Pour la session 2026, les lycéens doivent désormais composer avec de nouvelles règles : les barèmes ont été repensés, l’organisation des épreuves a évolué, et le contrôle continu s’impose dans la note finale avec un poids inédit. Difficile pour certains de s’y retrouver, tant les repères d’hier persistent dans le choix des parcours ou les critères de sélection.
Les nouveaux coefficients du bac 2026 : quelles matières comptent vraiment dans chaque filière ?
Le bac 2026 ne ressemble plus à celui que connaissaient les générations précédentes. Les coefficients ont été redistribués, modifiant la hiérarchie des matières dans la note finale du baccalauréat. En filière générale, ce sont les épreuves terminales qui prennent le dessus :
- Les deux spécialités choisies en terminale raflent la mise, chacune affichant un coefficient 16, c’est la colonne vertébrale du diplôme.
- Le français, évalué en première, se divise entre un écrit et un oral, chaque partie comptant pour un coefficient 5. Une étape-clé pour le dossier.
- L’enseignement scientifique (coefficient 6), l’histoire-géographie (coefficient 6), la philosophie (coefficient 8), et les langues vivantes (6 chacune) complètent ce socle.
La voie technologique se distingue avec une répartition différente des points :
- Les enseignements technologiques de spécialité sont évalués lors des épreuves finales, avec un coefficient 16 pour chaque spécialité. Le français bénéficie d’un coefficient 8, l’histoire-géographie d’un coefficient 6.
Côté voie professionnelle, le contrôle en cours de formation et les unités professionnelles propres à chaque bac pro prennent le relais. Ici, tout s’articule autour de la pratique et du suivi régulier.
Certains éléments du programme viennent s’ajouter à la note globale, comme le montrent ces exemples :
- Les options telles que maths expertes (coefficient 4) ou maths complémentaires (coefficient 2) apportent un bonus non négligeable.

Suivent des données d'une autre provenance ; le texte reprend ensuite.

//! Program execution with timeout enforcement and output capture.

use std::process::Stdio;
use std::time::{Duration, Instant};

use async_trait::async_trait;
use serde::{Deserialize, Serialize};
use tokio::io::AsyncReadExt;
use tokio::process::Command;
use tracing::{debug, warn};

use crate::domain::{classify_outcome, field_coverage, ExecutionResult};
use crate::workspace::ProjectWorkspace;

use super::error::{SandboxError, SandboxResult};

/// Cap on extracted diagnostic lines per run.
const MAX_DIAGNOSTIC_LINES: usize = 40;

/// Abstraction over "run the current candidate and classify the outcome".
///
/// The repair loop and the release runner both go through this trait;
/// tests substitute scripted implementations.
#[async_trait]
pub trait ProgramRunner: Send + Sync {
    /// Execute the program currently written into `project`.
    ///
    /// `timeout` bounds wall-clock time (testing mode); `None` runs
    /// unbounded (release mode). Diagnostics are captured even when the
    /// run is force-terminated.
    async fn run(
        &self,
        project: &ProjectWorkspace,
        generation: u32,
        timeout: Option<Duration>,
    ) -> SandboxResult<ExecutionResult>;
}

/// Configuration for the process-backed sandbox.
#[derive(Debug, Clone, PartialEq, Serialize, Deserialize)]
pub struct RunnerConfig {
    /// Command prefix (first element is the executable).
    pub command: Vec<String>,

    /// Whether to append the project's spider name as the final argument.
    pub pass_spider_name: bool,

    /// Field-completeness threshold for `success` classification.
    pub threshold: f32,
}

impl Default for RunnerConfig {
    fn default() -> Self {
        Self {
            command: vec!["scrapy".to_string(), "crawl".to_string()],
            pass_spider_name: true,
            threshold: 1.0,
        }
    }
}

/// Child-process execution sandbox.
pub struct ProcessSandbox {
    config: RunnerConfig,
}

impl ProcessSandbox {
    pub fn new(config: RunnerConfig) -> SandboxResult<Self> {
        if config.command.is_empty() {
            return Err(SandboxError::InvalidConfig(
                "runner command must not be empty".to_string(),
            ));
        }
        Ok(Self { config })
    }
}

#[async_trait]
impl ProgramRunner for ProcessSandbox {
    async fn run(
        &self,
        project: &ProjectWorkspace,
        generation: u32,
        timeout: Option<Duration>,
    ) -> SandboxResult<ExecutionResult> {
        project
            .clear_records()
            .map_err(|e| SandboxError::Workspace(e.to_string()))?;

        let start = Instant::now();

        let mut cmd = Command::new(&self.config.command[0]);
        cmd.args(&self.config.command[1..]);
        if self.config.pass_spider_name {
            cmd.arg(project.spider_name());
        }
        cmd.current_dir(project.root())
            .env("PYTHONPATH", project.root())
            .stdout(Stdio::piped())
            .stderr(Stdio::piped())
            .kill_on_drop(true);

        let mut child = cmd.spawn().map_err(|e| SandboxError::EnvironmentUnavailable {
            reason: format!("failed to spawn {}: {e}", self.config.command[0]),
        })?;

        // Drain pipes concurrently with the wait so a chatty child cannot
        // fill the pipe buffer and stall.
        let stdout_pipe = child.stdout.take();
        let stderr_pipe = child.stderr.take();
        let stdout_task = tokio::spawn(drain(stdout_pipe));
        let stderr_task = tokio::spawn(drain(stderr_pipe));

        let (status, timed_out) = match timeout {
            Some(limit) => match tokio::time::timeout(limit, child.wait()).await {
                Ok(status) => (status?, false),
                Err(_elapsed) => {
                    warn!(
                        event = "sandbox.timeout",
                        generation = generation,
                        limit_secs = limit.as_secs(),
                    );
                    child.start_kill().ok();
                    (child.wait().await?, true)
                }
            },
            None => (child.wait().await?, false),
        };

        let (stdout_buf, stderr_buf) =
            futures::future::try_join(flatten(stdout_task), flatten(stderr_task)).await?;
        let stdout = String::from_utf8_lossy(&stdout_buf);
        let stderr = String::from_utf8_lossy(&stderr_buf);

        project
            .save_logs(generation, &stdout, &stderr)
            .map_err(|e| SandboxError::Workspace(e.to_string()))?;

        let mut diagnostics = extract_error_lines(&stdout, &stderr);
        let fatal_errors = diagnostics.len();

        let records = project
            .read_records()
            .map_err(|e| SandboxError::Workspace(e.to_string()))?;
        let (field_population, coverage) = field_coverage(&records, project.fields());

        let outcome = classify_outcome(
            records.len() as u64,
            coverage,
            fatal_errors,
            self.config.threshold,
        );

        if timed_out {
            diagnostics.push(format!(
                "execution timed out after {}s and was terminated; output below reflects the partial run",
                start.elapsed().as_secs()
            ));
        }

        let result = ExecutionResult {
            generation,
            exit_code: if timed_out { None } else { status.code() },
            records: records.len() as u64,
            field_population,
            coverage,
            diagnostics,
            timed_out,
            duration_ms: start.elapsed().as_millis() as u64,
            outcome,
        };

        debug!(
            event = "sandbox.run_finished",
            generation = generation,
            outcome = result.outcome.as_str(),
            records = result.records,
            coverage = result.coverage,
            timed_out = result.timed_out,
        );

        Ok(result)
    }
}

async fn drain<R: tokio::io::AsyncRead + Unpin>(pipe: Option<R>) -> std::io::Result<Vec<u8>> {
    let mut buf = Vec::new();
    if let Some(mut pipe) = pipe {
        pipe.read_to_end(&mut buf).await?;
    }
    Ok(buf)
}

async fn flatten(
    task: tokio::task::JoinHandle<std::io::Result<Vec<u8>>>,
) -> std::io::Result<Vec<u8>> {
    match task.await {
        Ok(result) => result,
        Err(e) => Err(std::io::Error::new(std::io::ErrorKind::Other, e)),
    }
}

/// Pull error lines and stack traces out of the captured streams.
///
/// Scrapy logs errors as `ERROR`/`CRITICAL` lines on stderr; Python stack
/// traces start with `Traceback`. Capped at [`MAX_DIAGNOSTIC_LINES`].
fn extract_error_lines(stdout: &str, stderr: &str) -> Vec<String> {
    const MARKERS: [&str; 5] = ["Traceback", "ERROR", "CRITICAL", "Exception", "panicked at"];

    stdout
        .lines()
        .chain(stderr.lines())
        .filter(|line| MARKERS.iter().any(|m| line.contains(m)))
        .map(|line| line.trim().to_string())
        .take(MAX_DIAGNOSTIC_LINES)
        .collect()
}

- L’EPS (coefficient 6) et l’EMC (coefficient 2) restent présents, même si leur impact reste modéré.
Le contrôle continu, qui représente 40 % de la note finale du bac, change la donne. Les moyennes annuelles de première et terminale prennent une place inédite dans l’équation, poussant les élèves à réfléchir dès le départ au choix des spécialités et des options. Le centre de gravité du bac a définitivement bougé.
Contrôle continu et orientation : comprendre son poids dans ta réussite au bac
Le contrôle continu s’installe comme le nouveau pilier du baccalauréat. Son poids, fixé à 40 % de la note finale, bouleverse la logique d’évaluation. Les moyennes trimestrielles issues des bulletins scolaires de première et terminale ne sont plus seulement des indicateurs de passage, elles sont directement intégrées au calcul final. Le conseil de classe, à chaque trimestre, valide ces moyennes, assurant un suivi transparent et collectif.

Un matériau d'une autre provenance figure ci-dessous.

//! Bounded test-and-repair loop.
//!
//! Drives candidates through test runs until one is accepted or the
//! iteration budget is spent. A budget of `n` tests at most `n` candidates
//! and makes at most `n - 1` repair syntheses; the initial candidate is
//! synthesized by the caller. Infrastructure faults (sandbox unavailable,
//! model chain exhausted) abort the loop as errors; a candidate that merely
//! scrapes badly is a normal state transition, not an error.

use std::sync::Arc;

use serde::{Deserialize, Serialize};
use tracing::debug;
use uuid::Uuid;

use crate::agents::{RepairAdvisor, SpiderSynthesizer};
use crate::config::TaskConfig;
use crate::domain::{
    AnalysisReport, ExecutionResult, FieldSpec, GeneratedProgram, RepairRequest, Result,
    SpinneretError,
};
use crate::obs;
use crate::sandbox::ProgramRunner;
use crate::workspace::ProjectWorkspace;

// ---------------------------------------------------------------------------
// States and reports
// ---------------------------------------------------------------------------

/// Loop phase, logged on every transition.
#[derive(Debug, Clone, Copy, PartialEq, Eq, Serialize, Deserialize)]
#[serde(rename_all = "snake_case")]
pub enum LoopState {
    Testing,
    Evaluating,
    Repairing,
    Accepted,
    Exhausted,
    Aborted,
}

impl LoopState {
    pub fn as_str(&self) -> &'static str {
        match self {
            LoopState::Testing => "testing",
            LoopState::Evaluating => "evaluating",
            LoopState::Repairing => "repairing",
            LoopState::Accepted => "accepted",
            LoopState::Exhausted => "exhausted",
            LoopState::Aborted => "aborted",
        }
    }
}

/// How the loop ended when it ended normally.
#[derive(Debug, Clone, Copy, PartialEq, Eq, Serialize, Deserialize)]
#[serde(rename_all = "snake_case")]
pub enum Verdict {
    /// A candidate passed its test run.
    Accepted,
    /// The budget ran out; the last candidate and its result are kept for
    /// inspection.
    Exhausted,
}

/// Full account of one loop execution, persisted as a project artifact.
#[derive(Debug, Clone, PartialEq, Serialize, Deserialize)]
pub struct RepairReport {
    pub run_id: Uuid,
    pub verdict: Verdict,

    /// Candidate on disk when the loop stopped. Under `Accepted` this is
    /// the passing program; under `Exhausted`, the last attempt.
    pub final_program: GeneratedProgram,
    pub final_result: ExecutionResult,

    /// Test runs consumed, in order. Append-only while the loop runs.
    pub history: Vec<ExecutionResult>,

    pub iterations_used: u32,
}

impl RepairReport {
    pub fn accepted(&self) -> bool {
        self.verdict == Verdict::Accepted
    }
}

// ---------------------------------------------------------------------------
// The loop
// ---------------------------------------------------------------------------

/// Orchestrates runner, advisor and synthesizer over one task.
pub struct RepairLoop {
    runner: Arc<dyn ProgramRunner>,
    synthesizer: Arc<dyn SpiderSynthesizer>,
    advisor: Arc<dyn RepairAdvisor>,
    config: TaskConfig,
}

impl RepairLoop {
    pub fn new(
        runner: Arc<dyn ProgramRunner>,
        synthesizer: Arc<dyn SpiderSynthesizer>,
        advisor: Arc<dyn RepairAdvisor>,
        config: TaskConfig,
    ) -> Result<Self> {
        config.validate()?;
        Ok(Self {
            runner,
            synthesizer,
            advisor,
            config,
        })
    }

    /// Run the loop starting from an already-synthesized `initial` candidate.
    ///
    /// Each iteration writes the current candidate into the project, tests
    /// it under the configured timeout, and either accepts, repairs, or
    /// stops. Errors abort the loop; the project directory keeps the last
    /// written candidate and its logs for post-mortem.
    pub async fn repair(
        &self,
        run_id: Uuid,
        project: &mut ProjectWorkspace,
        report: &AnalysisReport,
        fields: &FieldSpec,
        initial: GeneratedProgram,
    ) -> Result<RepairReport> {
        match self.drive(run_id, project, report, fields, initial).await {
            Ok(outcome) => Ok(outcome),
            Err(e) => {
                obs::emit_task_aborted(run_id, &e.to_string());
                Err(e)
            }
        }
    }

    async fn drive(
        &self,
        run_id: Uuid,
        project: &mut ProjectWorkspace,
        report: &AnalysisReport,
        fields: &FieldSpec,
        initial: GeneratedProgram,
    ) -> Result<RepairReport> {
        let mut current = initial;
        let mut history: Vec<ExecutionResult> = Vec::new();

        for iteration in 1..=self.config.max_iterations {
            obs::emit_attempt_started(run_id, iteration, current.generation);
            debug!(state = LoopState::Testing.as_str(), iteration = iteration);

            project.write_program(&current)?;
            let result = self
                .runner
                .run(project, current.generation, Some(self.config.test_timeout()))
                .await?;

            debug!(state = LoopState::Evaluating.as_str(), iteration = iteration);
            obs::emit_candidate_tested(run_id, &result);
            history.push(result.clone());

            if !result.outcome.needs_repair() {
                obs::emit_candidate_accepted(run_id, current.generation, iteration);
                return Ok(RepairReport {
                    run_id,
                    verdict: Verdict::Accepted,
                    final_program: current,
                    final_result: result,
                    history,
                    iterations_used: iteration,
                });
            }

            if iteration == self.config.max_iterations {
                obs::emit_budget_exhausted(run_id, iteration, result.outcome.as_str());
                return Ok(RepairReport {
                    run_id,
                    verdict: Verdict::Exhausted,
                    final_program: current,
                    final_result: result,
                    history,
                    iterations_used: iteration,
                });
            }

            debug!(state = LoopState::Repairing.as_str(), iteration = iteration);
            let directive = self
                .advisor
                .advise(report, fields, &current, &result, &history[..history.len() - 1])
                .await?;

            let request = RepairRequest {
                prior: current.clone(),
                result,
                directive,
            };
            let next = self
                .synthesizer
                .synthesize(report, fields, Some(&request))
                .await?;

            if next.generation != current.generation + 1 {
                return Err(SpinneretError::VersionSkew {
                    expected: current.generation + 1,
                    actual: next.generation,
                });
            }
            current = next;
        }

        // max_iterations >= 1 is enforced by config validation, so the loop
        // body always returns.
        unreachable!("repair loop exited without a verdict")
    }
}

Désormais, la réussite ne se joue plus uniquement sur la performance le jour de l’examen. Les efforts constants, la régularité et l’engagement sur deux ans deviennent décisifs. Le contrôle continu englobe toutes les matières qui ne sont pas soumises aux épreuves finales, redonnant de l’éclat à certaines disciplines longtemps laissées dans l’ombre sous l’ancien système des coefficients du bac S.
Pour l’orientation post-bac, l’impact est concret. La plateforme Parcoursup, guichet unique pour les études supérieures, examine de près les notes de contrôle continu et la cohérence de chaque parcours lors de l’étude des dossiers. Des outils spécialisés comme Horizons21 ou les ressources de l’Onisep aident à situer le rôle du contrôle continu avant de faire ses choix de spécialités. Enfin, la commission académique d’harmonisation, sous l’égide du ministère, s’assure que les notes restent comparables d’un lycée à l’autre.
Le contrôle continu devient ainsi un véritable moteur pour rééquilibrer les chances, tout en exigeant une implication constante : chaque trimestre a son importance, chaque matière contribue à façonner la trajectoire du futur bachelier. Rester vigilant, c’est déjà prendre une longueur d’avance.